## TO DO
Your answer must be a single number: the count of lines in the entries below that hold "index".

--- START ---

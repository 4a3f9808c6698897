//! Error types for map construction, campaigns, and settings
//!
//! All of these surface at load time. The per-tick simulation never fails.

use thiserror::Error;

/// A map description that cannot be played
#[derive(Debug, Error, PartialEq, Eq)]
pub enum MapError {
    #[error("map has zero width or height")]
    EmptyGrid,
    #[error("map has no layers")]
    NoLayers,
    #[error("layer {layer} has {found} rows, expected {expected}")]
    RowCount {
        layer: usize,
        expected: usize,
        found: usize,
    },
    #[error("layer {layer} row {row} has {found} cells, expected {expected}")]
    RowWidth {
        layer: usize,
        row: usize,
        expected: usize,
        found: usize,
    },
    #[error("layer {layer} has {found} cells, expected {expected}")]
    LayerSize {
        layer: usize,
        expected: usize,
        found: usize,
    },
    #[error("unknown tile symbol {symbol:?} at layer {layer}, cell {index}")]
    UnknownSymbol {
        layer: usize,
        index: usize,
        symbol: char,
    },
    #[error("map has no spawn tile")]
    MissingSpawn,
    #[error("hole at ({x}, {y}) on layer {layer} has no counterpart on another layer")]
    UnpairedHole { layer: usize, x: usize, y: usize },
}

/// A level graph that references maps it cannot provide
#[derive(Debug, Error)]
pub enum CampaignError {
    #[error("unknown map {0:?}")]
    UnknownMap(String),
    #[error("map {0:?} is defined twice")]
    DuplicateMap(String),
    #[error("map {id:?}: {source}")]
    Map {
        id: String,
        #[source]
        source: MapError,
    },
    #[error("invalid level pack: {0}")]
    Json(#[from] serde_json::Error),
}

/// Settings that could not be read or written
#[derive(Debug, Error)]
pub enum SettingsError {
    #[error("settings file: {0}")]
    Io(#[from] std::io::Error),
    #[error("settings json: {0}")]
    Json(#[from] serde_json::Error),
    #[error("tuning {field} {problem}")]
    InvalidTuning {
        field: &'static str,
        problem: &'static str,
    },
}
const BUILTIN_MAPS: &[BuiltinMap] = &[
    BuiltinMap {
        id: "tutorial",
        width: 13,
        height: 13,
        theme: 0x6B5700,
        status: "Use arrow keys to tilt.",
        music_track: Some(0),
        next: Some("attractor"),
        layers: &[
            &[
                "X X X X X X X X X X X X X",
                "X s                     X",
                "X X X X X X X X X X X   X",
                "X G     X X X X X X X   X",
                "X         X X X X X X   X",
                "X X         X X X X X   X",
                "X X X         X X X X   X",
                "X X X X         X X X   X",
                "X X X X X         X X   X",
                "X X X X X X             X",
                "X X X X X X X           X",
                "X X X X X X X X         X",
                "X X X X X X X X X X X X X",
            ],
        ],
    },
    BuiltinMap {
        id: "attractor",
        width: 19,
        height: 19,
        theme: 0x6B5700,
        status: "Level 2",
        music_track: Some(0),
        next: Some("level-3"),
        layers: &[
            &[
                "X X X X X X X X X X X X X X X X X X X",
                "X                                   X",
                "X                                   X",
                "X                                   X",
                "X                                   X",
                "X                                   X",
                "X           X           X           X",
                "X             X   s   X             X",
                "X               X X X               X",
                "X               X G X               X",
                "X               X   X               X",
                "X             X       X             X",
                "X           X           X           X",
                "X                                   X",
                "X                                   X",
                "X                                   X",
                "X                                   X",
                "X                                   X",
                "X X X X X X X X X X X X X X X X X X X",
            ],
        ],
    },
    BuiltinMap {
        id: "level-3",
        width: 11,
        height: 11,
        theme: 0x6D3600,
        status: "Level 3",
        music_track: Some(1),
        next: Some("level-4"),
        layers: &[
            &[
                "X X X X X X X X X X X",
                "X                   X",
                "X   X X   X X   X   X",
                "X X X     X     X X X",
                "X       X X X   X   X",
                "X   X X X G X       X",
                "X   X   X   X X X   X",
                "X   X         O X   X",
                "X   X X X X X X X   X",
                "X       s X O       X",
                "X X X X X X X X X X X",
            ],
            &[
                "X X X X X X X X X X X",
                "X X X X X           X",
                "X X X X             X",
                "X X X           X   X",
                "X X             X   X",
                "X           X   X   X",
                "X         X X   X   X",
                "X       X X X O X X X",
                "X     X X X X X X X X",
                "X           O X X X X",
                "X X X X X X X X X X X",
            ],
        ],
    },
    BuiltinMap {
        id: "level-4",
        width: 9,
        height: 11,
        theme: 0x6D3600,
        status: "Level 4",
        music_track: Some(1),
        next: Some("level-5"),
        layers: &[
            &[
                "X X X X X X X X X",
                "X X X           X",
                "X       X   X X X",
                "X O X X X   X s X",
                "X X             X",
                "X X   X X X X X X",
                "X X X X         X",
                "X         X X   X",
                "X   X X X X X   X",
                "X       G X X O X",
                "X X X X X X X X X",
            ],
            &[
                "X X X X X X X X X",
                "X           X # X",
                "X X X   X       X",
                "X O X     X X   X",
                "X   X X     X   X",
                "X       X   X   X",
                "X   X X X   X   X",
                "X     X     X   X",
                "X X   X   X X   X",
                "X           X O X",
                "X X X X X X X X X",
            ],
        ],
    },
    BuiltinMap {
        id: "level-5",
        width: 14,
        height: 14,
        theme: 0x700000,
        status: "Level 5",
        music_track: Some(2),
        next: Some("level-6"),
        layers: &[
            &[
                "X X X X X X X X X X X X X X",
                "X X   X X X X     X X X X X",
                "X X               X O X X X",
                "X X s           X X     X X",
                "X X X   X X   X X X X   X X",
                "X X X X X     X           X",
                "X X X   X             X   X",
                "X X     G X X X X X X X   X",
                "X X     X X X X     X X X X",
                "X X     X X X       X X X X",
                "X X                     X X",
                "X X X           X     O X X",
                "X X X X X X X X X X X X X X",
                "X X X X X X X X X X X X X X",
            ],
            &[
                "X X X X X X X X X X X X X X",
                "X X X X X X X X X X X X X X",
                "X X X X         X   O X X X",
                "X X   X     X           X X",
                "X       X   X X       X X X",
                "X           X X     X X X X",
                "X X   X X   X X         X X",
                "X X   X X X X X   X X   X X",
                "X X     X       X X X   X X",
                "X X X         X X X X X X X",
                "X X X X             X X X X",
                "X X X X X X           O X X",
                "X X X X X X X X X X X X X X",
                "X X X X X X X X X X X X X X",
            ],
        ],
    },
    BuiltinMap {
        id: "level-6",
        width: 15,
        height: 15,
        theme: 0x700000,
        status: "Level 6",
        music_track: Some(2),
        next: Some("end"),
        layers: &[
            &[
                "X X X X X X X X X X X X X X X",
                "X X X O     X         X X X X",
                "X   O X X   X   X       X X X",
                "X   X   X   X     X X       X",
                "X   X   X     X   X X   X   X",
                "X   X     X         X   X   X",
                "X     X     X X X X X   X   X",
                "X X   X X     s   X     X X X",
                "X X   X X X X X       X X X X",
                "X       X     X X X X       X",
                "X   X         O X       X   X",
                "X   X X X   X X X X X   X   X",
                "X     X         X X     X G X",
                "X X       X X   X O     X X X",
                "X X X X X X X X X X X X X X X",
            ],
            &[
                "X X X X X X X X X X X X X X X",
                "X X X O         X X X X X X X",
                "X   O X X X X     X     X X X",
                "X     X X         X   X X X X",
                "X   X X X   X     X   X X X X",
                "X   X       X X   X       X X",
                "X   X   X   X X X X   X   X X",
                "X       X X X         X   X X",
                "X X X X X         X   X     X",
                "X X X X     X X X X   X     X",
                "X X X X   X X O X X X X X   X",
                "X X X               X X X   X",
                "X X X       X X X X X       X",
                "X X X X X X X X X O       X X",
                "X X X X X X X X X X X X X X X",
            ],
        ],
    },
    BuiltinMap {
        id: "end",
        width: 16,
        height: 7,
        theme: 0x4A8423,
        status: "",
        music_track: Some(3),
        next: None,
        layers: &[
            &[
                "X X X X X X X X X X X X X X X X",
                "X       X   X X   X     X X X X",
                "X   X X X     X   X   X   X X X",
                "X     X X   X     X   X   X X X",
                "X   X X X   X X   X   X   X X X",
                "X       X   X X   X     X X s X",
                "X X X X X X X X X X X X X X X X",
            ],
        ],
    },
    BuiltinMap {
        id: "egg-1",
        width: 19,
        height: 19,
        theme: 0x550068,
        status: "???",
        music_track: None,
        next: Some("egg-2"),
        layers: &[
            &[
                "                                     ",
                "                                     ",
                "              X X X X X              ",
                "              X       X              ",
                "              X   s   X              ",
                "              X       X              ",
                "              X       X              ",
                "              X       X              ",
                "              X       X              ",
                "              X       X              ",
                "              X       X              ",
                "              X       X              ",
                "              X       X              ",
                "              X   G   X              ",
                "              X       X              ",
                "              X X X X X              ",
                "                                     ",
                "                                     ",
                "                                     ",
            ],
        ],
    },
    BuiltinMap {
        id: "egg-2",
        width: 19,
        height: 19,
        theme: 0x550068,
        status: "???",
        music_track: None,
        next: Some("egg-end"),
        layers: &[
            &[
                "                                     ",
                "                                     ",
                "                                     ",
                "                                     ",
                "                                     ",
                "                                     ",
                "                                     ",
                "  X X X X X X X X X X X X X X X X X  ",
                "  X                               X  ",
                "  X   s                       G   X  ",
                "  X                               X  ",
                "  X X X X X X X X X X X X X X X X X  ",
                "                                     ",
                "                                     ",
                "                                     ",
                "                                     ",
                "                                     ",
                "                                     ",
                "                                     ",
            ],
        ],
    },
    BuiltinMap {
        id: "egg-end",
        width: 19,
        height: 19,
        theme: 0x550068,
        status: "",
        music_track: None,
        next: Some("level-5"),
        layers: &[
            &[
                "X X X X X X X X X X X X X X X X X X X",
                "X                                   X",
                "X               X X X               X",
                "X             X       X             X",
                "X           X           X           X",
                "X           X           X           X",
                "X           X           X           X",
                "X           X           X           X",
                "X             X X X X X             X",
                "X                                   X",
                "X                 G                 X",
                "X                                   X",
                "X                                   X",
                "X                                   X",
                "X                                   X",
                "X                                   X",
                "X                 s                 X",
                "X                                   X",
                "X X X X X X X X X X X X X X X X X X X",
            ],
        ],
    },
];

--- END ---

## RESULT FOR THIS EXERCISE
2